§ Exercise brief:
Find every line in the records below that holds the word "struct", and copy it out.

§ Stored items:
- Opening Delimiter -

// crates/certsuite-usage-store-sqlite/src/store.rs
// ============================================================================
// Module: SQLite Usage Store
// Description: Durable UsageStore backed by a SQLite file.
// Purpose: Upsert aggregated logs and component runs with the shared policy.
// Dependencies: certsuite-usage-core, rusqlite, serde, thiserror, time, tracing
// ============================================================================

//! ## Overview
//! [`SqliteUsageStore`] owns one connection for the lifetime of an aggregator
//! run. Dates are stored as `YYYY-MM-DD` text and creation instants as
//! RFC 3339 text in UTC. Aggregated log counts accumulate on a
//! `(datetime, kind)` conflict; component runs replace the stored row on a
//! `job_id` conflict.

// ============================================================================
// SECTION: Imports
// ============================================================================

use std::path::Path;
use std::path::PathBuf;
use std::sync::Mutex;
use std::sync::MutexGuard;
use std::time::Duration;

use certsuite_usage_core::AggregatedLogRow;
use certsuite_usage_core::ComponentRunRow;
use certsuite_usage_core::ResultTotals;
use certsuite_usage_core::StoreError;
use certsuite_usage_core::UsageStore;
use certsuite_usage_core::format_store_date;
use certsuite_usage_core::parse_store_date;
use rusqlite::Connection;
use rusqlite::OpenFlags;
use rusqlite::OptionalExtension;
use rusqlite::params;
use serde::Deserialize;
use thiserror::Error;
use time::Date;
use time::OffsetDateTime;
use time::UtcOffset;
use time::format_description::well_known::Rfc3339;
use tracing::debug;
use tracing::info;

// ============================================================================
// SECTION: Constants
// ============================================================================

/// Default busy timeout (ms).
const DEFAULT_BUSY_TIMEOUT_MS: u64 = 5_000;
/// Maximum length of a single path component.
const MAX_PATH_COMPONENT_LENGTH: usize = 255;
/// Maximum total path length.
const MAX_TOTAL_PATH_LENGTH: usize = 4096;

/// Usage table definitions.
const SCHEMA_SQL: &str = "CREATE TABLE IF NOT EXISTS aggregated_logs (
        datetime DATE NOT NULL,
        kind TEXT NOT NULL,
        count BIGINT NOT NULL,
        PRIMARY KEY (datetime, kind)
    );
    CREATE TABLE IF NOT EXISTS dci_components (
        job_id TEXT PRIMARY KEY,
        commit_hash TEXT NOT NULL,
        created_at TIMESTAMP NOT NULL,
        total_success BIGINT NOT NULL DEFAULT 0,
        total_failures BIGINT NOT NULL DEFAULT 0,
        total_errors BIGINT NOT NULL DEFAULT 0,
        total_skips BIGINT NOT NULL DEFAULT 0
    );";

/// Inserts a log row or adds to the stored count.
const UPSERT_AGGREGATED_LOG_SQL: &str = "INSERT INTO aggregated_logs (datetime, kind, count)
    VALUES (?1, ?2, ?3)
    ON CONFLICT (datetime, kind) DO UPDATE SET count = aggregated_logs.count + excluded.count";

/// Inserts a component run or replaces every stored column.
const UPSERT_COMPONENT_RUN_SQL: &str = "INSERT INTO dci_components (
        job_id, commit_hash, created_at,
        total_success, total_failures, total_errors, total_skips
    )
    VALUES (?1, ?2, ?3, ?4, ?5, ?6, ?7)
    ON CONFLICT (job_id) DO UPDATE SET
        commit_hash = excluded.commit_hash,
        created_at = excluded.created_at,
        total_success = excluded.total_success,
        total_failures = excluded.total_failures,
        total_errors = excluded.total_errors,
        total_skips = excluded.total_skips";

// ============================================================================
// SECTION: Config
// ============================================================================

/// `SQLite` journal mode configuration.
#[derive(Debug, Clone, Copy, PartialEq, Eq, Deserialize, Default)]
#[serde(rename_all = "snake_case")]
pub enum SqliteJournalMode {
    /// WAL journal mode.
    #[default]
    Wal,
    /// Delete journal mode.
    Delete,
}

impl SqliteJournalMode {
    /// Returns the `SQLite` pragma value.
    #[must_use]
    pub const fn pragma_value(self) -> &'static str {
        match self {
            Self::Wal => "wal",
            Self::Delete => "delete",
        }
    }
}

/// Configuration for the `SQLite` usage store.
#[derive(Debug, Clone, PartialEq, Eq, Deserialize)]
pub struct SqliteStoreConfig {
    /// Path to the `SQLite` database file.
    pub path: PathBuf,
    /// Busy timeout in milliseconds.
    #[serde(default = "default_busy_timeout_ms")]
    pub busy_timeout_ms: u64,
    /// `SQLite` journal mode.
    #[serde(default)]
    pub journal_mode: SqliteJournalMode,
}

impl SqliteStoreConfig {
    /// Builds a config for `path` with default pragmas.
    #[must_use]
    pub fn new(path: impl Into<PathBuf>) -> Self {
        Self {
            path: path.into(),
            busy_timeout_ms: DEFAULT_BUSY_TIMEOUT_MS,
            journal_mode: SqliteJournalMode::default(),
        }
    }
}

/// Returns the default busy timeout for `SQLite` connections.
const fn default_busy_timeout_ms() -> u64 {
    DEFAULT_BUSY_TIMEOUT_MS
}

// ============================================================================
// SECTION: Errors
// ============================================================================

/// `SQLite` store errors.
#[derive(Debug, Error)]
pub enum SqliteStoreError {
    /// Store I/O error.
    #[error("sqlite store io error: {0}")]
    Io(String),
    /// `SQLite` engine error.
    #[error("sqlite store db error: {0}")]
    Db(String),
    /// The store path cannot be opened as a database file.
    #[error("sqlite store path invalid: {0}")]
    Path(String),
    /// Invalid stored data.
    #[error("sqlite store invalid data: {0}")]
    Invalid(String),
}

impl From<SqliteStoreError> for StoreError {
    fn from(error: SqliteStoreError) -> Self {
        match error {
            SqliteStoreError::Io(_) | SqliteStoreError::Db(_) | SqliteStoreError::Path(_) => {
                Self::Connection(error.to_string())
            }
            SqliteStoreError::Invalid(_) => Self::Validation(error.to_string()),
        }
    }
}

// ============================================================================
// SECTION: Store
// ============================================================================

/// `SQLite`-backed usage store.
pub struct SqliteUsageStore {
    /// Connection guarded by a mutex.
    connection: Mutex<Connection>,
}

impl SqliteUsageStore {
    /// Opens the database file, creating it and its parent directories when
    /// absent, and verifies the connection answers a trivial query.
    ///
    /// # Errors
    ///
    /// Returns [`SqliteStoreError`] when the path is invalid or the database
    /// cannot be opened.
    pub fn open(config: &SqliteStoreConfig) -> Result<Self, SqliteStoreError> {
        validate_store_path(&config.path)?;
        ensure_parent_dir(&config.path)?;
        let connection = open_connection(config)?;
        ping(&connection)?;
        info!(path = %config.path.display(), "connected to sqlite usage store");
        Ok(Self {
            connection: Mutex::new(connection),
        })
    }

    /// Locks the connection.
    fn lock(&self) -> Result<MutexGuard<'_, Connection>, SqliteStoreError> {
        self.connection.lock().map_err(|_| SqliteStoreError::Db("mutex poisoned".to_string()))
    }

    /// Creates the usage tables.
    fn create_tables(&self) -> Result<(), SqliteStoreError> {
        let guard = self.lock()?;
        guard.execute_batch(SCHEMA_SQL).map_err(|err| SqliteStoreError::Db(err.to_string()))
    }

    /// Writes one aggregated log row.
    fn write_aggregated_log(&self, row: &AggregatedLogRow) -> Result<(), SqliteStoreError> {
        let guard = self.lock()?;
        guard
            .execute(
                UPSERT_AGGREGATED_LOG_SQL,
                params![format_store_date(row.date), row.kind, row.count],
            )
            .map_err(|err| SqliteStoreError::Db(err.to_string()))?;
        Ok(())
    }

    /// Writes one component run row.
    fn write_component_run(&self, row: &ComponentRunRow) -> Result<(), SqliteStoreError> {
        let created_at = format_instant(row.created_at)?;
        let guard = self.lock()?;
        guard
            .execute(
                UPSERT_COMPONENT_RUN_SQL,
                params![
                    row.job_id,
                    row.commit_hash,
                    created_at,
                    row.totals.success,
                    row.totals.failures,
                    row.totals.errors,
                    row.totals.skips,
                ],
            )
            .map_err(|err| SqliteStoreError::Db(err.to_string()))?;
        Ok(())
    }

    /// Reads one aggregated log row.
    fn read_aggregated_log(
        &self,
        date: Date,
        kind: &str,
    ) -> Result<Option<AggregatedLogRow>, SqliteStoreError> {
        let stored: Option<(String, String, i64)> = {
            let guard = self.lock()?;
            guard
                .query_row(
                    "SELECT datetime, kind, count FROM aggregated_logs
                     WHERE datetime = ?1 AND kind = ?2",
                    params![format_store_date(date), kind],
                    |row| Ok((row.get(0)?, row.get(1)?, row.get(2)?)),
                )
                .optional()
                .map_err(|err| SqliteStoreError::Db(err.to_string()))?
        };
        let Some((date_text, kind, count)) = stored else {
            return Ok(None);
        };
        let date = parse_store_date(&date_text)
            .map_err(|err| SqliteStoreError::Invalid(err.to_string()))?;
        Ok(Some(AggregatedLogRow {
            date,
            kind,
            count,
        }))
    }

    /// Reads one component run row.
    fn read_component_run(
        &self,
        job_id: &str,
    ) -> Result<Option<ComponentRunRow>, SqliteStoreError> {
        let stored = {
            let guard = self.lock()?;
            guard
                .query_row(
                    "SELECT job_id, commit_hash, created_at,
                            total_success, total_failures, total_errors, total_skips
                     FROM dci_components WHERE job_id = ?1",
                    params![job_id],
                    |row| {
                        Ok((
                            row.get::<_, String>(0)?,
                            row.get::<_, String>(1)?,
                            row.get::<_, String>(2)?,
                            ResultTotals {
                                success: row.get(3)?,
                                failures: row.get(4)?,
                                errors: row.get(5)?,
                                skips: row.get(6)?,
                            },
                        ))
                    },
                )
                .optional()
                .map_err(|err| SqliteStoreError::Db(err.to_string()))?
        };
        let Some((job_id, commit_hash, created_at, totals)) = stored else {
            return Ok(None);
        };
        let created_at = OffsetDateTime::parse(&created_at, &Rfc3339)
            .map_err(|err| SqliteStoreError::Invalid(format!("created_at {created_at:?}: {err}")))?;
        Ok(Some(ComponentRunRow {
            job_id,
            commit_hash,
            created_at,
            totals,
        }))
    }
}

impl UsageStore for SqliteUsageStore {
    fn ensure_tables(&self) -> Result<(), StoreError> {
        self.create_tables().map_err(|err| StoreError::Schema(err.to_string()))?;
        debug!("sqlite usage tables ready");
        Ok(())
    }

    fn upsert_aggregated_log(&self, row: &AggregatedLogRow) -> Result<(), StoreError> {
        row.validate()?;
        self.write_aggregated_log(row).map_err(|err| StoreError::Write(err.to_string()))
    }

    fn upsert_component_run(&self, row: &ComponentRunRow) -> Result<(), StoreError> {
        row.validate()?;
        self.write_component_run(row).map_err(|err| StoreError::Write(err.to_string()))
    }

    fn load_aggregated_log(
        &self,
        date: Date,
        kind: &str,
    ) -> Result<Option<AggregatedLogRow>, StoreError> {
        self.read_aggregated_log(date, kind).map_err(|err| StoreError::Read(err.to_string()))
    }

    fn load_component_run(&self, job_id: &str) -> Result<Option<ComponentRunRow>, StoreError> {
        self.read_component_run(job_id).map_err(|err| StoreError::Read(err.to_string()))
    }
}

// ============================================================================
// SECTION: Helpers
// ============================================================================

/// Ensures the parent directory for the store exists.
fn ensure_parent_dir(path: &Path) -> Result<(), SqliteStoreError> {
    let Some(parent) = path.parent() else {
        return Err(SqliteStoreError::Io("store path missing parent directory".to_string()));
    };
    if parent.as_os_str().is_empty() {
        return Ok(());
    }
    std::fs::create_dir_all(parent).map_err(|err| SqliteStoreError::Io(err.to_string()))
}

/// Validates store paths for length limits and file type.
fn validate_store_path(path: &Path) -> Result<(), SqliteStoreError> {
    if path.as_os_str().is_empty() {
        return Err(SqliteStoreError::Path("store path is empty".to_string()));
    }
    if path.display().to_string().len() > MAX_TOTAL_PATH_LENGTH {
        return Err(SqliteStoreError::Path("store path exceeds length limit".to_string()));
    }
    if path
        .components()
        .any(|component| component.as_os_str().len() > MAX_PATH_COMPONENT_LENGTH)
    {
        return Err(SqliteStoreError::Path(
            "store path contains an overlong component".to_string(),
        ));
    }
    if path.is_dir() {
        return Err(SqliteStoreError::Path(
            "store path must be a file, not a directory".to_string(),
        ));
    }
    Ok(())
}

/// Opens a connection and applies pragmas.
fn open_connection(config: &SqliteStoreConfig) -> Result<Connection, SqliteStoreError> {
    let flags = OpenFlags::SQLITE_OPEN_READ_WRITE
        | OpenFlags::SQLITE_OPEN_CREATE
        | OpenFlags::SQLITE_OPEN_FULL_MUTEX;
    let connection = Connection::open_with_flags(&config.path, flags)
        .map_err(|err| SqliteStoreError::Db(err.to_string()))?;
    connection
        .execute_batch(&format!("PRAGMA journal_mode = {};", config.journal_mode.pragma_value()))
        .map_err(|err| SqliteStoreError::Db(err.to_string()))?;
    connection
        .busy_timeout(Duration::from_millis(config.busy_timeout_ms))
        .map_err(|err| SqliteStoreError::Db(err.to_string()))?;
    Ok(connection)
}

/// Verifies the connection answers a trivial query.
fn ping(connection: &Connection) -> Result<(), SqliteStoreError> {
    connection
        .query_row("SELECT 1", params![], |row| row.get::<_, i64>(0))
        .map(|_| ())
        .map_err(|err| SqliteStoreError::Db(err.to_string()))
}

/// Renders an instant as RFC 3339 text in UTC.
fn format_instant(value: OffsetDateTime) -> Result<String, SqliteStoreError> {
    value
        .to_offset(UtcOffset::UTC)
        .format(&Rfc3339)
        .map_err(|err| SqliteStoreError::Invalid(format!("created_at: {err}")))
}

- Closing Delimiter -

§ Result for this exercise:
pub struct SqliteStoreConfig {
pub struct SqliteUsageStore {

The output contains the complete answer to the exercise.